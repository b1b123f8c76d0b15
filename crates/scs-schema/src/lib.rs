//! Identifiers, bundles, entity records, snapshot manifests and service
//! configuration for scs.
//!
//! This crate defines the schema layer: typed ids and DNS-safe machine names
//! (`MachineName`), the component/stack bundle taxonomy with its phase order
//! (`ComponentBundle`, `StackBundle`, `Phase`), persisted entity records
//! (`Component`, `Stack`, `Snapshot`), the `manifest.json` format carried in
//! snapshot archives, and the TOML service configuration (`ScsConfig`).

pub mod bundle;
pub mod config;
pub mod entity;
pub mod manifest;
pub mod types;

pub use bundle::{ComponentBundle, Phase, StackBundle, UnknownBundle};
pub use config::{
    ApplicationSection, ConfigError, ContainersSection, RestoreSection, ScsConfig, SqlSection,
    StoreSection, TriplestoreSection, CONFIG_ENV, DEFAULT_CONFIG_PATH,
};
pub use entity::{
    volume_name_for, Component, ComponentDraft, ComponentStatus, Snapshot, SnapshotDraft,
    SnapshotSubject, Stack, StackDraft,
};
pub use manifest::{
    locate_manifest, parse_manifest_file, parse_manifest_str, EntryBundle, ManifestEntry,
    ManifestError, SnapshotManifest, MANIFEST_FILE,
};
pub use types::{
    ComponentId, ContainerId, MachineName, NameError, Owner, SnapshotId, StackId, StorageUri,
    VolumeName,
};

_Task goal:_ Write out the material above exactly, leaving out no line.

_Response below:_
repository b1b123f8c76d0b15
filename crates/scs-schema/src/lib.rs
//! Identifiers, bundles, entity records, snapshot manifests and service
//! configuration for scs.
//!
//! This crate defines the schema layer: typed ids and DNS-safe machine names
//! (`MachineName`), the component/stack bundle taxonomy with its phase order
//! (`ComponentBundle`, `StackBundle`, `Phase`), persisted entity records
//! (`Component`, `Stack`, `Snapshot`), the `manifest.json` format carried in
//! snapshot archives, and the TOML service configuration (`ScsConfig`).

pub mod bundle;
pub mod config;
pub mod entity;
pub mod manifest;
pub mod types;

pub use bundle::{ComponentBundle, Phase, StackBundle, UnknownBundle};
pub use config::{
    ApplicationSection, ConfigError, ContainersSection, RestoreSection, ScsConfig, SqlSection,
    StoreSection, TriplestoreSection, CONFIG_ENV, DEFAULT_CONFIG_PATH,
};
pub use entity::{
    volume_name_for, Component, ComponentDraft, ComponentStatus, Snapshot, SnapshotDraft,
    SnapshotSubject, Stack, StackDraft,
};
pub use manifest::{
    locate_manifest, parse_manifest_file, parse_manifest_str, EntryBundle, ManifestEntry,
    ManifestError, SnapshotManifest, MANIFEST_FILE,
};
pub use types::{
    ComponentId, ContainerId, MachineName, NameError, Owner, SnapshotId, StackId, StorageUri,
    VolumeName,
};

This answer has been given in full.